Innovative Ministry
So Your Small Church Live-Stream Stinks – Here’s Why That’s Okay
If you want to make a real difference, don’t get bogged down in the details of video streaming.

Just about every church is live-streaming their services now.

Necessity being the mother of invention (and adaptation), we’re all doing what we have to do.

Churches with pre-existing live-stream technology are learning how to conduct their service from an empty room, while those who haven’t live-streamed before are learning the basics – fast.

But let’s face two facts about churches that are new to the live-stream world:

1. Most first-time streamers are my friends in small churches.

2. Most of us aren’t doing live-stream very well.

But that’s okay.

Here’s why.

You Can’t Live-Stream Your Most-Needed Ministries

While it’s important to make a Sunday experience available to your church members, a high-quality live-stream Sunday service is not the most significant way you can serve your church or your community over the coming weeks.

Top-notch video production is not what the typical small congregation expects or needs from their church leaders.

Top-notch video production is not what the typical small congregation expects or needs from their church leaders.

Especially now.

They just need to hear from their pastor, their Sunday School teacher and their friends.

And not just on Sunday morning.

Do What You Do Best

If your service is being live-streamed, keep it simple and do it as best you can, then move on to doing the kinds of ministry you do well.

Go old-school.

Regular text messages or phone calls to check in on people will mean more than seeing you on a computer screen once a week.

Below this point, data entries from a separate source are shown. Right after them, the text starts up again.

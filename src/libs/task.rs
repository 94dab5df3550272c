//! Task entity and the quadrant/status value types.
//!
//! A task lives in exactly one of the four quadrants of the urgent/important
//! matrix and moves between `pending`, `completed` and `cancelled`. The
//! status mutators on [`Task`] keep `completed_at` in lockstep with the
//! status: it is present if and only if the task is completed.
//!
//! ## Usage
//!
//! ```rust
//! use eisen::libs::task::{Quadrant, TaskDraft};
//!
//! let draft = TaskDraft::new("Prepare demo", None, Quadrant::try_from(1)?, vec![])?;
//! assert_eq!(draft.quadrant, Quadrant::UrgentImportant);
//! # Ok::<(), eisen::libs::error::TaskError>(())
//! ```

use super::error::TaskError;
use chrono::{DateTime, Utc};
use serde::{Deserialize, Serialize};
use std::fmt;
use std::str::FromStr;

/// One of the four fixed priority categories.
///
/// Serialized as its number (1..=4), the shape the backend commands use.
#[derive(Debug, Clone, Copy, PartialEq, Eq, Hash, PartialOrd, Ord, Serialize, Deserialize)]
#[serde(try_from = "u8", into = "u8")]
pub enum Quadrant {
    /// Urgent and important.
    UrgentImportant = 1,
    /// Important, not urgent.
    Important = 2,
    /// Urgent, not important.
    Urgent = 3,
    /// Neither urgent nor important.
    Neither = 4,
}

impl Quadrant {
    pub const ALL: [Quadrant; 4] = [Quadrant::UrgentImportant, Quadrant::Important, Quadrant::Urgent, Quadrant::Neither];

    pub fn number(self) -> u8 {
        self as u8
    }

    /// Zero-based position, used to index per-quadrant arrays.
    pub fn index(self) -> usize {
        self as usize - 1
    }
}

impl TryFrom<u8> for Quadrant {
    type Error = TaskError;

    fn try_from(value: u8) -> Result<Self, Self::Error> {
        match value {
            1 => Ok(Quadrant::UrgentImportant),
            2 => Ok(Quadrant::Important),
            3 => Ok(Quadrant::Urgent),
            4 => Ok(Quadrant::Neither),
            other => Err(TaskError::InvalidQuadrant(other)),
        }
    }
}

impl From<Quadrant> for u8 {
    fn from(quadrant: Quadrant) -> Self {
        quadrant.number()
    }
}

impl fmt::Display for Quadrant {
    fn fmt(&self, f: &mut fmt::Formatter<'_>) -> fmt::Result {
        write!(f, "Q{}", self.number())
    }
}

#[derive(Debug, Clone, Copy, PartialEq, Eq, Hash, Serialize, Deserialize)]
#[serde(rename_all = "lowercase")]
pub enum TaskStatus {
    Pending,
    Completed,
    Cancelled,
}

impl TaskStatus {
    pub fn as_str(self) -> &'static str {
        match self {
            TaskStatus::Pending => "pending",
            TaskStatus::Completed => "completed",
            TaskStatus::Cancelled => "cancelled",
        }
    }
}

impl FromStr for TaskStatus {
    type Err = TaskError;

    fn from_str(s: &str) -> Result<Self, Self::Err> {
        match s.trim().to_lowercase().as_str() {
            "pending" => Ok(TaskStatus::Pending),
            "completed" => Ok(TaskStatus::Completed),
            "cancelled" => Ok(TaskStatus::Cancelled),
            other => Err(TaskError::UnknownStatus(other.to_string())),
        }
    }
}

impl fmt::Display for TaskStatus {
    fn fmt(&self, f: &mut fmt::Formatter<'_>) -> fmt::Result {
        f.write_str(self.as_str())
    }
}

/// A task as held by the backend and mirrored in the repository cache.
#[derive(Debug, Clone, PartialEq, Serialize, Deserialize)]
#[serde(rename_all = "camelCase")]
pub struct Task {
    pub id: String,
    pub title: String,
    #[serde(default, skip_serializing_if = "Option::is_none")]
    pub description: Option<String>,
    pub quadrant: Quadrant,
    pub created_at: DateTime<Utc>,
    #[serde(default, skip_serializing_if = "Option::is_none")]
    pub completed_at: Option<DateTime<Utc>>,
    pub status: TaskStatus,
    #[serde(default)]
    pub tags: Vec<String>,
}

impl Task {
    /// Materializes a draft into a pending task. Only backends call this:
    /// they own id and creation-time assignment.
    pub fn from_draft(id: String, draft: TaskDraft, created_at: DateTime<Utc>) -> Self {
        Task {
            id,
            title: draft.title,
            description: draft.description,
            quadrant: draft.quadrant,
            created_at,
            completed_at: None,
            status: TaskStatus::Pending,
            tags: draft.tags,
        }
    }

    /// Marks the task completed. An already completed task keeps its
    /// original completion time.
    pub fn complete(&mut self, at: DateTime<Utc>) {
        if self.status != TaskStatus::Completed {
            self.status = TaskStatus::Completed;
            self.completed_at = Some(at);
        }
    }

    pub fn cancel(&mut self) {
        self.status = TaskStatus::Cancelled;
        self.completed_at = None;
    }

    pub fn reopen(&mut self) {
        self.status = TaskStatus::Pending;
        self.completed_at = None;
    }

    pub fn apply_status(&mut self, status: TaskStatus, at: DateTime<Utc>) {
        match status {
            TaskStatus::Completed => self.complete(at),
            TaskStatus::Cancelled => self.cancel(),
            TaskStatus::Pending => self.reopen(),
        }
    }

    /// Replaces every editable field from `patch`; `id` and `created_at`
    /// are never touched.
    pub fn apply_patch(&mut self, patch: &TaskPatch, at: DateTime<Utc>) {
        self.title = patch.title.clone();
        self.description = patch.description.clone();
        self.quadrant = patch.quadrant;
        self.tags = patch.tags.clone();
        self.apply_status(patch.status, at);
    }

    pub fn is_completed(&self) -> bool {
        self.status == TaskStatus::Completed
    }
}

/// Input of the create command.
#[derive(Debug, Clone, PartialEq, Serialize, Deserialize)]
pub struct TaskDraft {
    pub title: String,
    pub description: Option<String>,
    pub quadrant: Quadrant,
    pub tags: Vec<String>,
}

impl TaskDraft {
    pub fn new(title: &str, description: Option<&str>, quadrant: Quadrant, tags: Vec<String>) -> Result<Self, TaskError> {
        Ok(TaskDraft {
            title: validate_title(title)?,
            description: normalize_description(description),
            quadrant,
            tags,
        })
    }
}

/// Full replacement input of the update command.
#[derive(Debug, Clone, PartialEq, Serialize, Deserialize)]
pub struct TaskPatch {
    pub title: String,
    pub description: Option<String>,
    pub quadrant: Quadrant,
    pub status: TaskStatus,
    pub tags: Vec<String>,
}

impl TaskPatch {
    pub fn new(
        title: &str,
        description: Option<&str>,
        quadrant: Quadrant,
        status: TaskStatus,
        tags: Vec<String>,
    ) -> Result<Self, TaskError> {
        Ok(TaskPatch {
            title: validate_title(title)?,
            description: normalize_description(description),
            quadrant,
            status,
            tags,
        })
    }
}

impl From<&Task> for TaskPatch {
    fn from(task: &Task) -> Self {
        TaskPatch {
            title: task.title.clone(),
            description: task.description.clone(),
            quadrant: task.quadrant,
            status: task.status,
            tags: task.tags.clone(),
        }
    }
}

/// Splits comma-separated tag input. Order and duplicates are kept.
pub fn parse_tags(input: &str) -> Vec<String> {
    input
        .split(',')
        .map(str::trim)
        .filter(|tag| !tag.is_empty())
        .map(str::to_string)
        .collect()
}

fn validate_title(title: &str) -> Result<String, TaskError> {
    let title = title.trim();
    if title.is_empty() {
        return Err(TaskError::EmptyTitle);
    }
    Ok(title.to_string())
}

fn normalize_description(description: Option<&str>) -> Option<String> {
    description.map(str::trim).filter(|d| !d.is_empty()).map(str::to_string)
}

Recruit some younger, healthier volunteers to find and bring needed supplies to those who can’t get out.

Those kinds of small, simple, low-tech ministries will be of far greater value than how you frame a video shot.

What We’ll Remember

At some time in the hopefully-not-too-distant future, we’ll be able to gather in our church buildings again. By then, some of our churches will have permanently added a live-stream option that will bless a lot of people.

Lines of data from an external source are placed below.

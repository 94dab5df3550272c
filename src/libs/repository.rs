//! Task repository: the client-side cache over a [`TaskBackend`].
//!
//! The cache is a read-through, write-invalidate view of the backend. It is
//! never patched locally: every successful mutation is followed by a full
//! `get_tasks` reload whose result replaces the whole collection, so fields
//! the backend computes (ids, creation and completion times) are always the
//! backend's own.
//!
//! ## Failure Semantics
//!
//! - **Load failure**: production mode returns
//!   [`RepositoryError::LoadFailed`] and leaves the cache as it was;
//!   development mode warns and substitutes [`fallback_tasks`].
//! - **Mutation failure**: returns [`RepositoryError::MutationFailed`]; no
//!   reload happens and the cache keeps its last known-good state.
//!
//! Callers must await each mutation (and its reload) before issuing the
//! next one; the repository does not serialize overlapping mutations.

use super::config::ExecutionMode;
use super::error::RepositoryError;
use super::messages::Message;
use super::task::{Quadrant, Task, TaskDraft, TaskPatch, TaskStatus};
use crate::api::TaskBackend;
use crate::msg_warning;
use chrono::{DateTime, TimeZone, Utc};
use parking_lot::RwLock;

pub struct TaskRepository<B> {
    backend: B,
    mode: ExecutionMode,
    cache: RwLock<Vec<Task>>,
}

impl<B: TaskBackend> TaskRepository<B> {
    pub fn new(backend: B, mode: ExecutionMode) -> Self {
        Self {
            backend,
            mode,
            cache: RwLock::new(Vec::new()),
        }
    }

    pub fn backend(&self) -> &B {
        &self.backend
    }

    /// Snapshot of the cached collection.
    pub fn tasks(&self) -> Vec<Task> {
        self.cache.read().clone()
    }

    pub fn find(&self, id: &str) -> Option<Task> {
        self.cache.read().iter().find(|task| task.id == id).cloned()
    }

    /// Fetches the full task list and replaces the cache with it.
    pub async fn list(&self) -> Result<Vec<Task>, RepositoryError> {
        match self.backend.get_tasks().await {
            Ok(tasks) => {
                tracing::debug!(count = tasks.len(), "task cache reloaded");
                self.replace(tasks.clone());
                Ok(tasks)
            }
            Err(e) => match self.mode {
                ExecutionMode::Development => {
                    msg_warning!(Message::DataLoadFallback(e.to_string()));
                    let tasks = fallback_tasks();
                    self.replace(tasks.clone());
                    Ok(tasks)
                }
                ExecutionMode::Production => {
                    tracing::warn!(error = %e, "failed to load tasks");
                    Err(RepositoryError::LoadFailed(e))
                }
            },
        }
    }

    /// Same as [`Self::list`]; named for the mutate-then-reload call sites.
    pub async fn reload(&self) -> Result<Vec<Task>, RepositoryError> {
        self.list().await
    }

    pub async fn create(&self, draft: &TaskDraft) -> Result<Vec<Task>, RepositoryError> {
        self.backend
            .create_task(draft)
            .await
            .map_err(|cause| mutation_failed("create", cause))?;
        self.reload().await
    }

    pub async fn update(&self, id: &str, patch: &TaskPatch) -> Result<Vec<Task>, RepositoryError> {
        self.backend
            .update_task(id, patch)
            .await
            .map_err(|cause| mutation_failed("update", cause))?;
        self.reload().await
    }

    pub async fn delete(&self, id: &str) -> Result<Vec<Task>, RepositoryError> {
        self.backend
            .delete_task(id)
            .await
            .map_err(|cause| mutation_failed("delete", cause))?;
        self.reload().await
    }

    pub async fn complete(&self, id: &str) -> Result<Vec<Task>, RepositoryError> {
        self.backend
            .complete_task(id)
            .await
            .map_err(|cause| mutation_failed("complete", cause))?;
        self.reload().await
    }

    /// Cancels a cached task through a full update.
    pub async fn cancel(&self, id: &str) -> Result<Vec<Task>, RepositoryError> {
        let task = self.find(id).ok_or_else(|| RepositoryError::NotFound(id.to_string()))?;
        let mut patch = TaskPatch::from(&task);
        patch.status = TaskStatus::Cancelled;
        self.update(id, &patch).await
    }

    fn replace(&self, tasks: Vec<Task>) {
        *self.cache.write() = tasks;
    }
}

fn mutation_failed(operation: &'static str, cause: anyhow::Error) -> RepositoryError {
    tracing::warn!(operation, error = %cause, "task mutation failed");
    RepositoryError::MutationFailed { operation, cause }
}

/// Fixed sample data substituted for a failed load in development mode.
pub fn fallback_tasks() -> Vec<Task> {
    vec![
        sample(
            "1",
            "Finish project report",
            "Write the Q1 project progress report",
            Quadrant::UrgentImportant,
            at(2023, 1, 1, 10, 0),
            Some(at(2023, 1, 2, 15, 30)),
            TaskStatus::Completed,
            &["work", "docs"],
        ),
        sample(
            "2",
            "Learn new React features",
            "Study the React 18 APIs",
            Quadrant::Important,
            at(2023, 1, 3, 9, 0),
            None,
            TaskStatus::Pending,
            &["learning", "tech"],
        ),
        sample(
            "3",
            "Reply to emails",
            "Answer customer questions about product features",
            Quadrant::Urgent,
            at(2023, 1, 4, 11, 0),
            Some(at(2023, 1, 4, 11, 30)),
            TaskStatus::Completed,
            &["work", "communication"],
        ),
        sample(
            "4",
            "Browse social media",
            "Catch up on Twitter and LinkedIn",
            Quadrant::Neither,
            at(2023, 1, 5, 20, 0),
            None,
            TaskStatus::Cancelled,
            &["leisure"],
        ),
        sample(
            "5",
            "Prepare customer demo",
            "Build the product demo for next week's meeting",
            Quadrant::UrgentImportant,
            at(2023, 1, 6, 14, 0),
            None,
            TaskStatus::Pending,
            &["work", "demo"],
        ),
        sample(
            "6",
            "Workout",
            "30 minutes of cardio and strength training",
            Quadrant::Important,
            at(2023, 1, 7, 18, 0),
            Some(at(2023, 1, 7, 19, 0)),
            TaskStatus::Completed,
            &["health"],
        ),
    ]
}

#[allow(clippy::too_many_arguments)]
fn sample(
    id: &str,
    title: &str,
    description: &str,
    quadrant: Quadrant,
    created_at: DateTime<Utc>,
    completed_at: Option<DateTime<Utc>>,
    status: TaskStatus,
    tags: &[&str],
) -> Task {
    Task {
        id: id.to_string(),
        title: title.to_string(),
        description: Some(description.to_string()),
        quadrant,
        created_at,
        completed_at,
        status,
        tags: tags.iter().map(|tag| tag.to_string()).collect(),
    }
}

fn at(year: i32, month: u32, day: u32, hour: u32, minute: u32) -> DateTime<Utc> {
    Utc.with_ymd_and_hms(year, month, day, hour, minute, 0)
        .single()
        .unwrap_or_default()
}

But for many of my small church colleagues, the return of regular church services will be the end of their experiment with live-streaming.

In years to come when people look back at this time, they won’t be thinking about the quality of our live-stream. They’ll remember the personal “how are you doing?” text, the grocery drop-off, and the time their pastor or church friend stayed on the phone to pray with them through their fears and worries.

If you want to make a real difference, don’t get bogged down in the details of video streaming. Focus on Jesus. Connect with the community.

And invest in people more than technology.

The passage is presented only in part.